Top of Information supplied

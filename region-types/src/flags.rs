/// Flags describing the properties of an outline point.
///
/// Quadratic outlines distinguish points on the glyph boundary from control
/// points that pull the curve toward an implied midpoint. Following the
/// TrueType convention, an off-curve point is signified by the absence of
/// the on-curve bit.
#[derive(Copy, Clone, PartialEq, Eq, Default, Debug)]
#[cfg_attr(feature = "serde", derive(serde::Serialize, serde::Deserialize))]
#[repr(transparent)]
pub struct PointFlags(u8);

impl PointFlags {
    const ON_CURVE: u8 = 0x01;

    /// Creates a new on curve point flag.
    pub const fn on_curve() -> Self {
        Self(Self::ON_CURVE)
    }

    /// Creates a new off curve point flag.
    pub const fn off_curve() -> Self {
        Self(0)
    }

    /// Creates a point flag from the given bits, ignoring anything but the
    /// on-curve bit.
    pub const fn from_bits(bits: u8) -> Self {
        Self(bits & Self::ON_CURVE)
    }

    /// Returns true if this is an on curve point.
    #[inline]
    pub const fn is_on_curve(self) -> bool {
        self.0 & Self::ON_CURVE != 0
    }

    /// Returns true if this is an off curve control point.
    #[inline]
    pub const fn is_off_curve(self) -> bool {
        !self.is_on_curve()
    }
}
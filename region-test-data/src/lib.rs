//! Test fixtures shared between the mynda crates.
//!
//! Provides hand-authored glyph outlines, an in-memory [`TestFont`] with
//! fixed metrics and kerning, and [`PolyRegion`], a polygon-soup
//! implementation of the `Region` trait with a computable bounding box.

mod font;
pub mod outlines;
mod region;

pub use font::{TestFont, ADVANCE_HEIGHT, MISSING_GLYPH};
pub use region::{Loop, PolyRegion};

Bottom of Information supplied

About this task: Print every record above exactly as it stands.

Result of this exercise:
filename region-types/src/flags.rs
/// Flags describing the properties of an outline point.
///
/// Quadratic outlines distinguish points on the glyph boundary from control
/// points that pull the curve toward an implied midpoint. Following the
/// TrueType convention, an off-curve point is signified by the absence of
/// the on-curve bit.
#[derive(Copy, Clone, PartialEq, Eq, Default, Debug)]
#[cfg_attr(feature = "serde", derive(serde::Serialize, serde::Deserialize))]
#[repr(transparent)]
pub struct PointFlags(u8);

impl PointFlags {
    const ON_CURVE: u8 = 0x01;

    /// Creates a new on curve point flag.
    pub const fn on_curve() -> Self {
        Self(Self::ON_CURVE)
    }

    /// Creates a new off curve point flag.
    pub const fn off_curve() -> Self {
        Self(0)
    }

    /// Creates a point flag from the given bits, ignoring anything but the
    /// on-curve bit.
    pub const fn from_bits(bits: u8) -> Self {
        Self(bits & Self::ON_CURVE)
    }

    /// Returns true if this is an on curve point.
    #[inline]
    pub const fn is_on_curve(self) -> bool {
        self.0 & Self::ON_CURVE != 0
    }

    /// Returns true if this is an off curve control point.
    #[inline]
    pub const fn is_off_curve(self) -> bool {
        !self.is_on_curve()
    }
}
filename region-test-data/src/lib.rs
//! Test fixtures shared between the mynda crates.
//!
//! Provides hand-authored glyph outlines, an in-memory [`TestFont`] with
//! fixed metrics and kerning, and [`PolyRegion`], a polygon-soup
//! implementation of the `Region` trait with a computable bounding box.

mod font;
pub mod outlines;
mod region;

pub use font::{TestFont, ADVANCE_HEIGHT, MISSING_GLYPH};
pub use region::{Loop, PolyRegion};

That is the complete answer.